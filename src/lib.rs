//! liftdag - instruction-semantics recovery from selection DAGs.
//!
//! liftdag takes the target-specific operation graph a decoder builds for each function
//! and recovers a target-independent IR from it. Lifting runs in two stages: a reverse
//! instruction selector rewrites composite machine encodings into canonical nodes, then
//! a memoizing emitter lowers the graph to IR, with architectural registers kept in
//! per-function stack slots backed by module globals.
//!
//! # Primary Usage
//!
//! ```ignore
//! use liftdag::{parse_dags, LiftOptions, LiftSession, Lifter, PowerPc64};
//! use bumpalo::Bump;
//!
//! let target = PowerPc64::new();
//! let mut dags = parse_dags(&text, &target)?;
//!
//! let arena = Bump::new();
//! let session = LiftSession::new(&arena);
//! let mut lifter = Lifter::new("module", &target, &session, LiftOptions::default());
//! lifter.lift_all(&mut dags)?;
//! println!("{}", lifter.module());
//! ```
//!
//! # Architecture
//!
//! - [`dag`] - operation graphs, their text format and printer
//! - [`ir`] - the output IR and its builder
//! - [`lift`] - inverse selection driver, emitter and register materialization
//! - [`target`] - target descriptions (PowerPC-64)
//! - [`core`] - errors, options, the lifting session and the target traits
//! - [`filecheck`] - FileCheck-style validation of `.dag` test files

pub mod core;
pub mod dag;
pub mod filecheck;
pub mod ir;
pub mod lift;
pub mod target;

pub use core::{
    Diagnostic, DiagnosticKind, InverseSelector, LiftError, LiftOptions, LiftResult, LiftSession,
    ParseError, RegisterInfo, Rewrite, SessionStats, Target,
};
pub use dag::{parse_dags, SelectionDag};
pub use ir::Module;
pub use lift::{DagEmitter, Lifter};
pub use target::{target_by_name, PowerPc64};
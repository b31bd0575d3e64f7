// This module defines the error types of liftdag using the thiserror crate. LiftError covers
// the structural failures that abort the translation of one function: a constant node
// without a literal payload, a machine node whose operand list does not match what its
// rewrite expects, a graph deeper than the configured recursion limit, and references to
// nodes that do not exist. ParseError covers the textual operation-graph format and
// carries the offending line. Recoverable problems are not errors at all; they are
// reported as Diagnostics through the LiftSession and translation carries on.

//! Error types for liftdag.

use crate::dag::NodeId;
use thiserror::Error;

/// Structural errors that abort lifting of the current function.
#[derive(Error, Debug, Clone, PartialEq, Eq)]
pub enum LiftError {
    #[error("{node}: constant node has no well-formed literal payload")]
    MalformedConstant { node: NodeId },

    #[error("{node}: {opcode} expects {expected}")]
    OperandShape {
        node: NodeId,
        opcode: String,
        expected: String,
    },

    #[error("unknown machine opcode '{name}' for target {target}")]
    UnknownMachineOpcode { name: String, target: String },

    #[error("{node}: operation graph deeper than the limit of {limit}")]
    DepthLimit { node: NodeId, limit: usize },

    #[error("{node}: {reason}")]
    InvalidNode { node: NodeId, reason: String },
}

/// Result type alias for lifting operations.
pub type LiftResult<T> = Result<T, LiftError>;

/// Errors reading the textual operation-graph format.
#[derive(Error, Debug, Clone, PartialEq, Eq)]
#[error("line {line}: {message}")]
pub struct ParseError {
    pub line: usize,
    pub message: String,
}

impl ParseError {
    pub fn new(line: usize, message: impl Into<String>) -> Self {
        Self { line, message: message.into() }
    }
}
--
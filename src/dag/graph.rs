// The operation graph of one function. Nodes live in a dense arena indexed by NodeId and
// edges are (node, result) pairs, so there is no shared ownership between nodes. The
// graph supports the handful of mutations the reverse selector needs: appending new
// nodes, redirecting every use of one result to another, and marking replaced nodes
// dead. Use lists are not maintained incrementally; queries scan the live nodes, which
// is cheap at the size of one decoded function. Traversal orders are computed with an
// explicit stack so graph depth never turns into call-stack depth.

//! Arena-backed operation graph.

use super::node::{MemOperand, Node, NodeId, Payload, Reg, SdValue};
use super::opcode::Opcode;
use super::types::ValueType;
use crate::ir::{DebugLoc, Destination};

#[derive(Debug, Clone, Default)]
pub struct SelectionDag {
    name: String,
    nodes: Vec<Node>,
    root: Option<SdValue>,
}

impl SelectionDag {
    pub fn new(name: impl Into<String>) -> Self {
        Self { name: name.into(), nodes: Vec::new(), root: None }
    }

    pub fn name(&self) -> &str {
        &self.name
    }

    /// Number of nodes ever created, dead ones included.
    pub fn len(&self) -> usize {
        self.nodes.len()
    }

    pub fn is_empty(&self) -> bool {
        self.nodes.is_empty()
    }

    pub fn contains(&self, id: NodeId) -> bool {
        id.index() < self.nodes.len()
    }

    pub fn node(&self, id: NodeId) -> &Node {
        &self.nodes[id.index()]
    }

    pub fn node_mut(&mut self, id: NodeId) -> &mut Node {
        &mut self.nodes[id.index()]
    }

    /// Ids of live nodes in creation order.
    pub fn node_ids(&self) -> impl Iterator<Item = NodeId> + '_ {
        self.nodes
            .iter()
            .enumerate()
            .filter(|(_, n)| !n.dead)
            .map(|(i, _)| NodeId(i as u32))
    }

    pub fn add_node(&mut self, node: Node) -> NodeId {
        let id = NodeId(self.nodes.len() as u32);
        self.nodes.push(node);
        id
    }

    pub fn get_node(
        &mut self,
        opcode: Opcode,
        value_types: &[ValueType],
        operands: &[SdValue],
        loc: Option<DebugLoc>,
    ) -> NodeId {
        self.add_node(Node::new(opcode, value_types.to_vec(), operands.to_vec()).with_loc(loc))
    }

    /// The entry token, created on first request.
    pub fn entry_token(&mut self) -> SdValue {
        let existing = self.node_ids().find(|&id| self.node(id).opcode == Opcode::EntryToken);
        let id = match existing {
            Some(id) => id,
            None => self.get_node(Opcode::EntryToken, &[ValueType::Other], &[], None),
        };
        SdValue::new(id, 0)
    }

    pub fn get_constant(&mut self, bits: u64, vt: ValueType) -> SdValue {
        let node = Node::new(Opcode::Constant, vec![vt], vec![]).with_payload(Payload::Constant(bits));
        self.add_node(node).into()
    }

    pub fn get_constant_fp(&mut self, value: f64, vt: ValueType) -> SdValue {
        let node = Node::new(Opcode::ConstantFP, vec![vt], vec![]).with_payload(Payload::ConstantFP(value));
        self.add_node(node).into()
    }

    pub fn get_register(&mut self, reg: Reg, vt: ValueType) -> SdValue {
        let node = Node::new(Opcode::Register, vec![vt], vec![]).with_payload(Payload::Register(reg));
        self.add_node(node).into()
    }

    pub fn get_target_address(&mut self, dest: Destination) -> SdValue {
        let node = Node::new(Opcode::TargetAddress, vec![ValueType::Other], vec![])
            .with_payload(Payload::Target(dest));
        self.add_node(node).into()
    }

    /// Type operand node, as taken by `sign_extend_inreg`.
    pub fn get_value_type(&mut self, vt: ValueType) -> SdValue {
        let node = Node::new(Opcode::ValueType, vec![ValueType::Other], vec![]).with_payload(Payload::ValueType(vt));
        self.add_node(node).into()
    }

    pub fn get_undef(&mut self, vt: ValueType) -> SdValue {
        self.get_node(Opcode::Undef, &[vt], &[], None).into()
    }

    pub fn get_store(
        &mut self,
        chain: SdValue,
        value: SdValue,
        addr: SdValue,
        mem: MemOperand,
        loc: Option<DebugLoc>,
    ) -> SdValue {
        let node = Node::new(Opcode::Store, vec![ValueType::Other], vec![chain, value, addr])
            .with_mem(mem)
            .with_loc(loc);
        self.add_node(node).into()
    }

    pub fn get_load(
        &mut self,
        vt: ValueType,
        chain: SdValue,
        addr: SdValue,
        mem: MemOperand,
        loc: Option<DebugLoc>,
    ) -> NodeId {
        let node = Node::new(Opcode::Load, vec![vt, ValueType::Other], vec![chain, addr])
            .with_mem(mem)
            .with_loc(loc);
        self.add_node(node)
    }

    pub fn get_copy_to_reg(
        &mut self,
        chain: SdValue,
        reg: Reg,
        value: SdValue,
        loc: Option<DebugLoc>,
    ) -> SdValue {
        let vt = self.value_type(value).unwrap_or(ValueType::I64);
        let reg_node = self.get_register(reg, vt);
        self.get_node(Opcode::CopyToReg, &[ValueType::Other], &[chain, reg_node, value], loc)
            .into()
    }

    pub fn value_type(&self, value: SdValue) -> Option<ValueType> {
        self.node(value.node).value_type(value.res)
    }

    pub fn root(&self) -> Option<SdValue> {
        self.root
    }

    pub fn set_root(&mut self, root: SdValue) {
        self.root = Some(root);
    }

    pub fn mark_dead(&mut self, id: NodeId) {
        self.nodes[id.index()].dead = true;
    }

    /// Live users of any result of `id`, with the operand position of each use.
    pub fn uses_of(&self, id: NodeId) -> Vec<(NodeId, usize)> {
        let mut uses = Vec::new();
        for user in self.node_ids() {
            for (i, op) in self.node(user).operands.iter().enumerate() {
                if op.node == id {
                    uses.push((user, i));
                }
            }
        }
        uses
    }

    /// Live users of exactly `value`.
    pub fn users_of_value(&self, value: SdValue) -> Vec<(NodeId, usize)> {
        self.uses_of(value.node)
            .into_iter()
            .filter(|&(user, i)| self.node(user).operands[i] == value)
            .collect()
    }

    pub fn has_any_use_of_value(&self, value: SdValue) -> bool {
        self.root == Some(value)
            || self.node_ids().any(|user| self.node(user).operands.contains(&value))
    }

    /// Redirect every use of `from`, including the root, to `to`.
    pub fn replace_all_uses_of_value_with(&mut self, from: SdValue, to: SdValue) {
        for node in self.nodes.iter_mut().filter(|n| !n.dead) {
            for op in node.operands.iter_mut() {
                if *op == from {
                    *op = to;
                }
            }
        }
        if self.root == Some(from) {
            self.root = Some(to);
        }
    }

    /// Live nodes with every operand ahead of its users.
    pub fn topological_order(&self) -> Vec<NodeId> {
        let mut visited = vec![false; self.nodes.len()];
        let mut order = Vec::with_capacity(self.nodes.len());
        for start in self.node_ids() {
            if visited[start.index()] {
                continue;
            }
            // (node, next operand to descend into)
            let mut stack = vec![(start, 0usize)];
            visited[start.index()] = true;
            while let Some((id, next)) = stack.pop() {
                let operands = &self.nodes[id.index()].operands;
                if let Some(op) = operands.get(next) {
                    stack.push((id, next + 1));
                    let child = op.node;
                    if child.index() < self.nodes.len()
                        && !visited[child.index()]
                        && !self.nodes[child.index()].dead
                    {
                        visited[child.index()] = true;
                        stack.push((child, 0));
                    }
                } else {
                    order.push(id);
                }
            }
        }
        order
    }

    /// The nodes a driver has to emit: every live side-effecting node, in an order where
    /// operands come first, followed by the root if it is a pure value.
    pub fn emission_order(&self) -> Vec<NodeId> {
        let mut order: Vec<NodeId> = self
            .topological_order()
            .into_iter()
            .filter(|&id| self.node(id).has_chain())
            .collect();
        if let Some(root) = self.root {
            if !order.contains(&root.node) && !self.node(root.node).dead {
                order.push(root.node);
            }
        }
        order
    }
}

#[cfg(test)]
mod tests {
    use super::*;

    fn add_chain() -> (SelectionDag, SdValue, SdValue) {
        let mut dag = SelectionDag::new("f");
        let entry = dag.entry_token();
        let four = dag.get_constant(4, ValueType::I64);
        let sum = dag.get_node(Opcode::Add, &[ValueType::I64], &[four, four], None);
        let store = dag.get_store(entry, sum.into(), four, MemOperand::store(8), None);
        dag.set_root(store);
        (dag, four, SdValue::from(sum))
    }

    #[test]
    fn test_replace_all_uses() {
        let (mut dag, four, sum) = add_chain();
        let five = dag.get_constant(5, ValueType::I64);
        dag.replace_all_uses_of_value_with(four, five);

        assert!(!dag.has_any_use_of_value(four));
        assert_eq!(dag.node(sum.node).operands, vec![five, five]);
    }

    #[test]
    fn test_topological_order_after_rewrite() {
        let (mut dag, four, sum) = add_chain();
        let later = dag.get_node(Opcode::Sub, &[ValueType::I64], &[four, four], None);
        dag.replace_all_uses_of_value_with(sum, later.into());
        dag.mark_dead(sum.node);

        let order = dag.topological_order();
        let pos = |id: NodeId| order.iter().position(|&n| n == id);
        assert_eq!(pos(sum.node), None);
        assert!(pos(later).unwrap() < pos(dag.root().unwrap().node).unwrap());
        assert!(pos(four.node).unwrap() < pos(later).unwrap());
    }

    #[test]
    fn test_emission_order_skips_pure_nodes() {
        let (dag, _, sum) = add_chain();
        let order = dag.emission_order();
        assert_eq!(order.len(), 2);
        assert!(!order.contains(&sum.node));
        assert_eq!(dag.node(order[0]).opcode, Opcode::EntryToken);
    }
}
---
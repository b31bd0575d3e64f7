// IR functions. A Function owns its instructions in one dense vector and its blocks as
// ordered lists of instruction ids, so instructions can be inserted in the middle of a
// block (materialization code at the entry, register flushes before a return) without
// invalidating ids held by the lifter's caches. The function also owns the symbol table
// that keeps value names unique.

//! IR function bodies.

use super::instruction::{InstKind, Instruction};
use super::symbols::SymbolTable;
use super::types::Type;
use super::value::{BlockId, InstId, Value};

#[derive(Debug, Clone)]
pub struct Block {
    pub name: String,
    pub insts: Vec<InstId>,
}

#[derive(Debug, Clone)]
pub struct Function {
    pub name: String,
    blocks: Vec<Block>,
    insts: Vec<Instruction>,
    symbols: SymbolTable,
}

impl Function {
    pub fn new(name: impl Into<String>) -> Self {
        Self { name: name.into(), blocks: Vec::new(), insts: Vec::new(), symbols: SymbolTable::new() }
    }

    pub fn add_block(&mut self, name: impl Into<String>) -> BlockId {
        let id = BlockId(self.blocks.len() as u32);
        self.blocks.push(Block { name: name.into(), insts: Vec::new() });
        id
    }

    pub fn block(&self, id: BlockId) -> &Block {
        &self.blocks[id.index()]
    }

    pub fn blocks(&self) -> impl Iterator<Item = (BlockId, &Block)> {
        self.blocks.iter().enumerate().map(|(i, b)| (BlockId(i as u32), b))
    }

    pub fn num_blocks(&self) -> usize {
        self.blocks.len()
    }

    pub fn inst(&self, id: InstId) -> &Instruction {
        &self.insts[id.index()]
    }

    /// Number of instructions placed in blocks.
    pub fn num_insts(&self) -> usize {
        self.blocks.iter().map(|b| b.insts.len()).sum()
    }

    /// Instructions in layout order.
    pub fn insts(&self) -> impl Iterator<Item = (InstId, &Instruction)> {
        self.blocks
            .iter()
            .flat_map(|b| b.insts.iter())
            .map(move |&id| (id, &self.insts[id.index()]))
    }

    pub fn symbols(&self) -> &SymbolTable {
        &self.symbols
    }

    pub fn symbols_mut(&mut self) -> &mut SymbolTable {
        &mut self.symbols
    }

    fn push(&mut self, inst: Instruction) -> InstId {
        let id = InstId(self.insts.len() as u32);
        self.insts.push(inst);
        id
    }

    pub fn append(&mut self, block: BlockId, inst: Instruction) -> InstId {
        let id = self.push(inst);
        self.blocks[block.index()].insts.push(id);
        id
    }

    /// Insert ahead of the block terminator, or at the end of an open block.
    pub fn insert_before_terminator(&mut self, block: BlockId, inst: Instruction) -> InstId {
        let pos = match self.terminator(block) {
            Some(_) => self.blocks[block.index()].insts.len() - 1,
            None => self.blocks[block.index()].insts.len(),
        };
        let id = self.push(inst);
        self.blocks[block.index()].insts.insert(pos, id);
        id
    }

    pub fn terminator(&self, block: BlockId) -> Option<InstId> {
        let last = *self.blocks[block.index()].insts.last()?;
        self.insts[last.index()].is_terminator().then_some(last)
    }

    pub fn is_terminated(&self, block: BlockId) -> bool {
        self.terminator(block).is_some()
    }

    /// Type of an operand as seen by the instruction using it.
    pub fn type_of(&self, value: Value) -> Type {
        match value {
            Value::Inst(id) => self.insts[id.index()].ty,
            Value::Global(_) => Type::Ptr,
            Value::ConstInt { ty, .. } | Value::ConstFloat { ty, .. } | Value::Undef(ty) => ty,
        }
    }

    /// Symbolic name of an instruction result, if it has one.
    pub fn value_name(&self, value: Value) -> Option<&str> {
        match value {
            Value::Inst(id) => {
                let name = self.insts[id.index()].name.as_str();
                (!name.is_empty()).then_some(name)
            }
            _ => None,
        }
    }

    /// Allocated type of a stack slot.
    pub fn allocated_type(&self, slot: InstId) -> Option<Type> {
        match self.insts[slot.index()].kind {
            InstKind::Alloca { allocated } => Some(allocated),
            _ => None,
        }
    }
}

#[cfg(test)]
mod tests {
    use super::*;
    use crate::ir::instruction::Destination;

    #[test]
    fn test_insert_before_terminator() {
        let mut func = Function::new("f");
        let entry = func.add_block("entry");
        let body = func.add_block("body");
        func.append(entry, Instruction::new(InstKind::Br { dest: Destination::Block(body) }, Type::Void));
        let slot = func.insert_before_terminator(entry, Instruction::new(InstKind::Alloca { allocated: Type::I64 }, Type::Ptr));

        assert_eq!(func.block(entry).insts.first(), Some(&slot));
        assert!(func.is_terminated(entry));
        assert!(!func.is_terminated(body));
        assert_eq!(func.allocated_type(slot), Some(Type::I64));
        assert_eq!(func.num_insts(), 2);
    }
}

Assignment: Taking the entries above, print exactly the lines starting at the line with "self.node(user).operands[i] == value)" and ending at the line with "self.root == Some(value)", both included.

Task solution:
            .filter(|&(user, i)| self.node(user).operands[i] == value)
            .collect()
    }

    pub fn has_any_use_of_value(&self, value: SdValue) -> bool {
        self.root == Some(value)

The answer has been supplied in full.